Gruppo di corte lecita con avviamento al matrimonio: la figlia - l'innamorato - la mamma - l'amico che fa discorrere la mamma.
Gruppo eventuale, senza avviamento probabile allo stato civile: la figlia - l'amante - la mamma della suddetta - una vecchia signora che distoglie l'attenzione della mamma e ne salva la dignità.
Gruppo di famiglia: la moglie e il marito - l'amico - il viceamico che gioca a tarocchi col marito.
Gruppo autorevole; la moglie del prefetto - l'amico della moglie del prefetto - il prefetto - l'amica del prefetto.
La coppia in quattro è, ripeto, inevitabile in uno stabilimento di bagni: pure c'è, per il momento, una coppia in due, ma non si tratta che di due dame e il caso è tanto raro quanto temporaneo.
La coppia è formata dalla contessa di Mallare e dalla marchesa di Santelmo, due graziose donnine inseparabili, le quali, senza dirselo, non aspettano altro che il momento di formare anche loro la famosa coppia balneare in quattro, e intanto passeggiano su e giù a braccetto, bisbigliando confidenze e sparlando, con garbo e spirito, delle amiche intime.
Ma, ogni tanto, anche senza volerlo, gli occhi loro guardano verso l'ingresso e le labbra vermiglie fanno qualche smorfiettina d'impazienza. La contessa di Mallare non sa capire come il capitano Trocchi di Costigliole ancora non sia venuto, mentre per solito a quell'ora non manca mai; la marchesa Santelmo, a sua volta, domanda a sè stessa dove diamine si sia cacciato il giovine baroncino di Cherasco, e sente il cuore tenagliato da un'indistinta gelosia.

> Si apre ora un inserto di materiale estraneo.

use std::collections::BTreeMap;

use crate::accuracy::gate::shelf_enabled;
use crate::db::models::{AccuracyBucket, AccuracySnapshot, Shelf, ShelfAccuracy, Slot};

pub(crate) fn round2(value: f64) -> f64 {
    (value * 100.0).round() / 100.0
}

/// One detection collapsed to product granularity.
#[derive(Debug, Clone, Copy)]
pub(crate) struct ProductDetection {
    pub detected_oos: bool,
    pub correct_oos: bool,
}

/// Collapse slots to one record per distinct UPC, AND-reducing both flags:
/// a product counts as out-of-stock only when every one of its facings is.
pub(crate) fn collapse_by_upc(slots: &[Slot]) -> Vec<ProductDetection> {
    let mut products: BTreeMap<&str, ProductDetection> = BTreeMap::new();

    for slot in slots {
        products
            .entry(slot.upc.as_str())
            .and_modify(|product| {
                product.detected_oos = product.detected_oos && slot.detected_oos;
                product.correct_oos = product.correct_oos && slot.correct_oos;
            })
            .or_insert(ProductDetection {
                detected_oos: slot.detected_oos,
                correct_oos: slot.correct_oos,
            });
    }

    products.into_values().collect()
}

/// Core counting routine shared by the slot-level and SKU-level entries.
///
/// The disabled-gate check comes before the empty check: a disabled shelf
/// yields the count-only bucket even with zero slots, while an enabled shelf
/// with no slots yields `None` ("no data", distinct from perfect).
fn detection_accuracy<I>(detections: I, count: usize, enabled: bool) -> Option<AccuracyBucket>
where
    I: IntoIterator<Item = (bool, bool)>,
{
    if !enabled {
        return Some(AccuracyBucket::disabled(count));
    }
    if count == 0 {
        return None;
    }

    let mut false_positives = 0u32;
    let mut false_negatives = 0u32;
    for (detected_oos, correct_oos) in detections {
        if !detected_oos && correct_oos {
            // Detected as in-stock, but actually out-of-stock.
            false_negatives += 1;
        } else if detected_oos && !correct_oos {
            // Detected as out-of-stock, but actually in-stock.
            false_positives += 1;
        }
    }

    let total = count as f64;
    let mismatch_percentage =
        |mismatches: u32| round2(f64::from(mismatches) / total * 100.0);

    Some(AccuracyBucket {
        count,
        false_positives: Some(false_positives),
        false_negatives: Some(false_negatives),
        false_positives_percentage: Some(mismatch_percentage(false_positives)),
        false_negatives_percentage: Some(mismatch_percentage(false_negatives)),
        accuracy: Some(round2(
            100.0 * (total - f64::from(false_positives) - f64::from(false_negatives)) / total,
        )),
    })
}

pub fn slot_level_accuracy(slots: &[Slot], enabled: bool) -> Option<AccuracyBucket> {
    detection_accuracy(
        slots.iter().map(|slot| (slot.detected_oos, slot.correct_oos)),
        slots.len(),
        enabled,
    )
}

/// Like `slot_level_accuracy`, after collapsing multi-facing products to one
/// record per UPC. The disabled bucket still reports the raw slot count.
pub fn sku_level_accuracy(slots: &[Slot], enabled: bool) -> Option<AccuracyBucket> {
    if !enabled {
        return Some(AccuracyBucket::disabled(slots.len()));
    }
    if slots.is_empty() {
        return None;
    }

    let products = collapse_by_upc(slots);
    detection_accuracy(
        products
            .iter()
            .map(|product| (product.detected_oos, product.correct_oos)),
        products.len(),
        true,
    )
}

/// Per-shelf buckets plus the overall buckets computed over the
/// concatenated slots of enabled shelves only. Returns `None` when there are
/// no shelves at all.
pub fn compute_snapshot(
    shelves: &[Shelf],
    shelf_config: &BTreeMap<String, bool>,
) -> Option<AccuracySnapshot> {
    if shelves.is_empty() {
        return None;
    }

    let mut shelf_results = Vec::with_capacity(shelves.len());
    let mut enabled_slots: Vec<Slot> = Vec::new();

    for shelf in shelves {
        let enabled = shelf_enabled(shelf_config, shelf.shelf_number);

        shelf_results.push(ShelfAccuracy {
            shelf_number: shelf.shelf_number,
            slots: shelf.slots.clone(),
            slot_level_accuracy: slot_level_accuracy(&shelf.slots, enabled),
            sku_level_accuracy: sku_level_accuracy(&shelf.slots, enabled),
        });

        if enabled {
            enabled_slots.extend(shelf.slots.iter().cloned());
        }
    }

    Some(AccuracySnapshot {
        slot_level_accuracy: slot_level_accuracy(&enabled_slots, true),
        sku_level_accuracy: sku_level_accuracy(&enabled_slots, true),
        shelves: shelf_results,
    })
}
use crate::db::models::{Shelf, ShelfReview, Slot};

/// Transform a raw `slot_reviews` sequence into normalized shelves.
///
/// Shelf numbers are assigned 1-based from the sequence position. Ground
/// truth per slot: no correction recorded means the detection stands; a
/// correction equal to the detection confirms it; a differing correction
/// overturns it. A shelf without a nested planogram (legacy documents)
/// normalizes to a shelf with no slots.
pub fn normalize_shelves(slot_reviews: &[ShelfReview]) -> Vec<Shelf> {
    let mut shelves = Vec::with_capacity(slot_reviews.len());

    for (shelf_idx, shelf_review) in slot_reviews.iter().enumerate() {
        let captures = shelf_review
            .planogram
            .as_ref()
            .map(|planogram| planogram.slots.as_slice())
            .unwrap_or(&[]);

        let mut slots = Vec::with_capacity(captures.len());
        for capture in captures {
            let detected_oos = capture.oos;
            let correct_oos = match capture.oos_update {
                None => detected_oos,
                Some(update) if update == detected_oos => detected_oos,
                Some(_) => !detected_oos,
            };

            slots.push(Slot {
                slot_number: capture.slot_number,
                upc: capture.upc.clone(),
                product_name: capture.product_name.clone(),
                detected_oos,
                correct_oos,
            });
        }

        shelves.push(Shelf {
            shelf_number: shelf_idx as u32 + 1,
            slots,
        });
    }

    shelves
}

#[cfg(test)]
mod tests {
    use super::*;
    use crate::db::models::{ShelfPlanogram, SlotCapture};

    fn capture(upc: &str, oos: bool, oos_update: Option<bool>) -> SlotCapture {
        SlotCapture {
            slot_number: 1,
            upc: upc.to_string(),
            product_name: format!("product {upc}"),
            oos,
            oos_update,
        }
    }

    fn shelf_of(slots: Vec<SlotCapture>) -> ShelfReview {
        ShelfReview {
            planogram: Some(ShelfPlanogram { slots }),
        }
    }

    #[test]
    fn empty_input_yields_no_shelves() {
        assert!(normalize_shelves(&[]).is_empty());
    }

    #[test]
    fn missing_planogram_yields_empty_shelf() {
        let shelves = normalize_shelves(&[ShelfReview { planogram: None }]);
        assert_eq!(shelves.len(), 1);
        assert_eq!(shelves[0].shelf_number, 1);
        assert!(shelves[0].slots.is_empty());
    }

    #[test]
    fn no_correction_keeps_detection_as_ground_truth() {
        let shelves = normalize_shelves(&[shelf_of(vec![
            capture("A", true, None),
            capture("B", false, None),
        ])]);
        assert!(shelves[0].slots[0].correct_oos);
        assert!(!shelves[0].slots[1].correct_oos);
    }

    #[test]
    fn confirming_correction_keeps_detection() {
        let shelves = normalize_shelves(&[shelf_of(vec![capture("A", true, Some(true))])]);
        assert!(shelves[0].slots[0].detected_oos);
        assert!(shelves[0].slots[0].correct_oos);
    }

    #[test]
    fn overturning_correction_flips_ground_truth() {
        let shelves = normalize_shelves(&[shelf_of(vec![
            capture("A", true, Some(false)),
            capture("B", false, Some(true)),
        ])]);
        assert!(shelves[0].slots[0].detected_oos);
        assert!(!shelves[0].slots[0].correct_oos);
        assert!(!shelves[0].slots[1].detected_oos);
        assert!(shelves[0].slots[1].correct_oos);
    }

    #[test]
    fn shelf_numbers_follow_source_order() {
        let shelves = normalize_shelves(&[
            shelf_of(vec![capture("A", false, None)]),
            shelf_of(vec![capture("B", false, None)]),
            shelf_of(vec![capture("C", false, None)]),
        ]);
        let numbers: Vec<u32> = shelves.iter().map(|s| s.shelf_number).collect();
        assert_eq!(numbers, vec![1, 2, 3]);
    }
}
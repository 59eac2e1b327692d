use anyhow::Result;
use rusqlite::{params, Row};
use serde::{Deserialize, Serialize};

use crate::db::{
    connection::Database,
    helpers::{from_json, parse_datetime, to_json},
    models::Device,
};

/// Projection of a device down to what report listings need.
#[derive(Debug, Clone, Serialize, Deserialize)]
pub struct DeviceSummary {
    pub device_id: String,
    pub category: Option<String>,
}

fn row_to_device(row: &Row) -> Result<Device> {
    let oos_enabled_shelves_json: String = row.get("oos_enabled_shelves_json")?;
    let created_at: String = row.get("created_at")?;
    let updated_at: String = row.get("updated_at")?;

    Ok(Device {
        device_id: row.get("device_id")?,
        category: row.get("category")?,
        oos_enabled_shelves: from_json(&oos_enabled_shelves_json, "oos_enabled_shelves_json")?,
        created_at: parse_datetime(&created_at, "created_at")?,
        updated_at: parse_datetime(&updated_at, "updated_at")?,
    })
}

impl Database {
    pub async fn insert_device(&self, device: &Device) -> Result<()> {
        let record = device.clone();
        self.execute(move |conn| {
            conn.execute(
                "INSERT INTO devices (device_id, category, oos_enabled_shelves_json, created_at, updated_at)
                 VALUES (?1, ?2, ?3, ?4, ?5)",
                params![
                    record.device_id,
                    record.category,
                    to_json(&record.oos_enabled_shelves, "oos_enabled_shelves")?,
                    record.created_at.to_rfc3339(),
                    record.updated_at.to_rfc3339(),
                ],
            )?;
            Ok(())
        })
        .await
    }

    pub async fn get_device(&self, device_id: &str) -> Result<Option<Device>> {
        let device_id = device_id.to_string();
        self.execute(move |conn| {
            let mut stmt = conn.prepare(
                "SELECT device_id, category, oos_enabled_shelves_json, created_at, updated_at
                 FROM devices
                 WHERE device_id = ?1",
            )?;

            let mut rows = stmt.query(params![device_id])?;
            let device = match rows.next()? {
                Some(row) => Some(row_to_device(row)?),
                None => None,
            };
            Ok(device)
        })
        .await
    }

    pub async fn list_devices(&self, category: Option<String>) -> Result<Vec<DeviceSummary>> {
        self.execute(move |conn| {
            let mut devices = Vec::new();
            match category {
                Some(category) => {
                    let mut stmt = conn.prepare(
                        "SELECT device_id, category FROM devices
                         WHERE category = ?1
                         ORDER BY device_id ASC",
                    )?;
                    let mut rows = stmt.query(params![category])?;
                    while let Some(row) = rows.next()? {
                        devices.push(DeviceSummary {
                            device_id: row.get(0)?,
                            category: row.get(1)?,
                        });
                    }
                }
                None => {
                    let mut stmt = conn.prepare(
                        "SELECT device_id, category FROM devices ORDER BY device_id ASC",
                    )?;
                    let mut rows = stmt.query([])?;
                    while let Some(row) = rows.next()? {
                        devices.push(DeviceSummary {
                            device_id: row.get(0)?,
                            category: row.get(1)?,
                        });
                    }
                }
            }
            Ok(devices)
        })
        .await
    }

    /// Devices whose id starts with `prefix` (SQLite LIKE, so matching is
    /// case-insensitive for ASCII, same as the retailer lookups upstream).
    pub async fn list_devices_by_prefix(&self, prefix: &str) -> Result<Vec<DeviceSummary>> {
        let prefix = prefix.to_string();
        self.execute(move |conn| {
            let mut stmt = conn.prepare(
                "SELECT device_id, category FROM devices
                 WHERE device_id LIKE ?1 || '%'
                 ORDER BY device_id ASC",
            )?;

            let mut rows = stmt.query(params![prefix])?;
            let mut devices = Vec::new();
            while let Some(row) = rows.next()? {
                devices.push(DeviceSummary {
                    device_id: row.get(0)?,
                    category: row.get(1)?,
                });
            }
            Ok(devices)
        })
        .await
    }

    /// Page numbering is 1-based.
    pub async fn list_devices_by_prefix_paginated(
        &self,
        prefix: &str,
        limit: usize,
        page: usize,
    ) -> Result<Vec<DeviceSummary>> {
        let prefix = prefix.to_string();
        let limit = limit as i64;
        let offset = (page.saturating_sub(1) as i64) * limit;
        self.execute(move |conn| {
            let mut stmt = conn.prepare(
                "SELECT device_id, category FROM devices
                 WHERE device_id LIKE ?1 || '%'
                 ORDER BY device_id ASC
                 LIMIT ?2 OFFSET ?3",
            )?;

            let mut rows = stmt.query(params![prefix, limit, offset])?;
            let mut devices = Vec::new();
            while let Some(row) = rows.next()? {
                devices.push(DeviceSummary {
                    device_id: row.get(0)?,
                    category: row.get(1)?,
                });
            }
            Ok(devices)
        })
        .await
    }
}
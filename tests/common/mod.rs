//! Shared fixtures for the integration suites.
#![allow(dead_code)]

use std::collections::BTreeMap;

use chrono::Utc;
use shelfpulse::db::models::{
    Device, ModelVersion, ReviewSubmission, Session, SessionModels, SessionStatus,
    ShelfPlanogram, ShelfReview, SlotCapture,
};

pub fn make_device(device_id: &str, category: Option<&str>) -> Device {
    make_device_with_config(device_id, category, BTreeMap::new())
}

pub fn make_device_with_config(
    device_id: &str,
    category: Option<&str>,
    oos_enabled_shelves: BTreeMap<String, bool>,
) -> Device {
    let now = Utc::now();
    Device {
        device_id: device_id.to_string(),
        category: category.map(|c| c.to_string()),
        oos_enabled_shelves,
        created_at: now,
        updated_at: now,
    }
}

pub fn make_session(session_id: &str, device_id: &str) -> Session {
    let now = Utc::now();
    let model = |category: &str| ModelVersion {
        category: category.to_string(),
        version: "3".to_string(),
    };
    Session {
        session_id: session_id.to_string(),
        device_id: device_id.to_string(),
        status: SessionStatus::Completed,
        models: SessionModels {
            shelf: model("shelf"),
            object: model("object"),
            oos_classification: model("oos"),
        },
        session_start_time: now,
        created_at: now,
        updated_at: now,
    }
}

pub fn capture(
    slot_number: u32,
    upc: &str,
    oos: bool,
    oos_update: Option<bool>,
) -> SlotCapture {
    SlotCapture {
        slot_number,
        upc: upc.to_string(),
        product_name: format!("product {upc}"),
        oos,
        oos_update,
    }
}

pub fn submission(shelves: Vec<Vec<SlotCapture>>) -> ReviewSubmission {
    let planogram_items_count = shelves.iter().map(|slots| slots.len() as u32).sum();
    ReviewSubmission {
        slot_reviews: shelves
            .into_iter()
            .map(|slots| ShelfReview {
                planogram: Some(ShelfPlanogram { slots }),
            })
            .collect(),
        oos_reviews: BTreeMap::new(),
        planogram_items_count,
        detected_items_count: 0,
    }
}
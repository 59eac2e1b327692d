fn main() {
    shelfpulse::run()
}
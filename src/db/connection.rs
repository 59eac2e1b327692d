use std::{
    path::{Path, PathBuf},
    sync::{mpsc, Arc, Mutex},
    thread::{self, JoinHandle},
};

use anyhow::{anyhow, Context, Result};
use log::{error, info};
use rusqlite::Connection;
use tokio::sync::oneshot;

use crate::db::migrations::run_migrations;

type DbTask = Box<dyn FnOnce(&mut Connection) + Send + 'static>;

enum DbCommand {
    Execute(DbTask),
    Shutdown,
}

struct DatabaseInner {
    sender: mpsc::Sender<DbCommand>,
    worker: Mutex<Option<JoinHandle<()>>>,
}

impl Drop for DatabaseInner {
    fn drop(&mut self) {
        let mut guard = match self.worker.lock() {
            Ok(guard) => guard,
            Err(poisoned) => poisoned.into_inner(),
        };

        if let Some(handle) = guard.take() {
            if let Err(err) = self.sender.send(DbCommand::Shutdown) {
                error!("Failed to send shutdown to DB thread: {err}");
            }
            if let Err(join_err) = handle.join() {
                error!("Failed to join DB thread: {join_err:?}");
            }
        }
    }
}

/// Handle to the document store. All reads and writes run on a dedicated
/// worker thread owning the single SQLite connection; callers submit
/// closures and await the reply.
#[derive(Clone)]
pub struct Database {
    inner: Arc<DatabaseInner>,
    db_path: Arc<PathBuf>,
}

impl Database {
    pub fn new(db_path: PathBuf) -> Result<Self> {
        if let Some(parent) = db_path.parent() {
            std::fs::create_dir_all(parent).with_context(|| {
                format!("failed to create database directory {}", parent.display())
            })?;
        }

        let (command_tx, command_rx) = mpsc::channel::<DbCommand>();
        let (ready_tx, ready_rx) = mpsc::channel();
        let path_for_thread = db_path.clone();

        let worker = thread::Builder::new()
            .name("shelfpulse-db".into())
            .spawn(move || {
                let mut conn = match Connection::open(&path_for_thread) {
                    Ok(connection) => connection,
                    Err(err) => {
                        let _ = ready_tx.send(Err(anyhow::Error::new(err)
                            .context("failed to open SQLite database")));
                        return;
                    }
                };

                if let Err(err) = conn.pragma_update(None, "journal_mode", "WAL") {
                    error!("Failed to enable WAL mode: {err}");
                }
                if let Err(err) = conn.pragma_update(None, "foreign_keys", "ON") {
                    error!("Failed to enable foreign keys: {err}");
                }

                let init_result =
                    run_migrations(&mut conn).context("failed to run database migrations");
                if ready_tx.send(init_result).is_err() {
                    error!("DB initialization receiver dropped before ready signal");
                    return;
                }

                while let Ok(command) = command_rx.recv() {
                    match command {
                        DbCommand::Execute(task) => {
                            task(&mut conn);
                        }
                        DbCommand::Shutdown => break,
                    }
                }

                info!("Database thread shutting down");
            })
            .with_context(|| "failed to spawn database worker thread")?;

        ready_rx
            .recv()
            .context("database worker exited before signaling readiness")??;

        info!("Database initialized at {}", db_path.as_path().display());

        Ok(Self {
            inner: Arc::new(DatabaseInner {
                sender: command_tx,
                worker: Mutex::new(Some(worker)),
            }),
            db_path: Arc::new(db_path),
        })
    }

    pub fn path(&self) -> &Path {
        self.db_path.as_path()
    }

    pub async fn execute<F, T>(&self, task: F) -> Result<T>
    where
        F: FnOnce(&mut Connection) -> Result<T> + Send + 'static,
        T: Send + 'static,
    {
        let sender = self.inner.sender.clone();
        let (reply_tx, reply_rx) = oneshot::channel();

        let command = DbCommand::Execute(Box::new(move |conn| {
            let result = task(conn);
            if reply_tx.send(result).is_err() {
                error!("DB caller dropped before receiving result");
            }
        }));

        sender
            .send(command)
            .map_err(|err| anyhow!("failed to send command to DB thread: {err}"))?;

        reply_rx
            .await
            .map_err(|_| anyhow!("database thread terminated unexpectedly"))?
    }
}
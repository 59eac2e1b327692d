use std::collections::BTreeMap;

/// Map key for one shelf in a device's OOS configuration.
pub(crate) fn shelf_key(shelf_number: u32) -> String {
    format!("shelf{shelf_number}")
}

/// Whether a shelf participates in OOS accuracy for a device.
///
/// An empty configuration map enables every shelf. Once the map has any
/// entry, only shelves explicitly mapped to `true` participate; a missing
/// key disables the shelf. Existing device documents depend on this
/// asymmetry, so it is preserved as-is. Per-shelf and overall aggregation
/// both go through this one function.
pub fn shelf_enabled(config: &BTreeMap<String, bool>, shelf_number: u32) -> bool {
    if config.is_empty() {
        return true;
    }
    config.get(&shelf_key(shelf_number)).copied().unwrap_or(false)
}
mod controller;

pub use controller::{BackfillOutcome, ReviewController};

Ciascuna ha il suo pensiero fisso, ma si parla di tutt'altro e il discorso corre lo stesso, tanto più che non ha soggetto determinato e va a capriccio, come il volo delle farfalle.
La Santelmo, per dir qualche cosa, domanda alla contessa di Mallare:
- Che fa la Gabrielli? È tanto tempo che non l'ho vista.
- Che cosa vuoi che faccia? Fa.... paura.
- Come?... È tanto brutta?
- Bruttissima: quasi quanto la De Sottaz.
- Quale De Sottaz! io non la conosco.
- Come, non la conosci?
- Per niente.
- Ma che! tu la conosci benissimo. Non ti ricordi.... il male che ne abbiam detto ieri?
Un giovanotto attraversa la sala da ballo, avviandosi verso la rotonda e la contessa di Mallare dice, con accento maliziosetto:
- Ecco finalmente il di Cherasco!
La marchesa Santelmo trasalisce e guarda per poi soggiungere:
- No, non è lui.
- Però, guarda, come gli somiglia! non ti pare?
- Non mi pare: in ogni caso, non me ne rallegro con lui, perchè quel povero baroncino ha una figura tutt'altro che simpatica.
- Ma che dici?
- E poi è così stupido, così noioso, così pretenzioso, Dio mio!
- Fai male, vedi, a dire di queste malignità.
- Ho detto di peggio iersera, nella sala, e c'erano più di venti persone. Che me ne importa?
- Hai fatto anche peggio: non bisogna che il pubblico prenda parte a questi malumori.
- E perchè?
- Perchè il pubblico, cara mia, fa un mondo di supposizioni perfide e maligne sui rancori di due persone che si sono amate.
- Ma come! anche tu, come altra gente, credi che io sia stata l'amante del di Cherasco?
- Sicuro!
- Ma questo è un abominio; questa è una calunnia! io ti posso provare che non c'è niente di vero, che non c'è mai stata neppur l'ombra di una relazione fra me e lui.
E qui la bella e stordita marchesa di Santelmo si mette a sciorinare, dirò così, tutti i documenti umani secondo i quali resta assodata la purità della sua condotta.
La contessa ascolta freddamente questa apologia con un sorrisetto di scetticismo.
- Non sei dunque persuasa? - conchiude la marchesa.
- No: per niente.
- Ma in base a che ti ostini a credere ch'egli sia stato amante mio?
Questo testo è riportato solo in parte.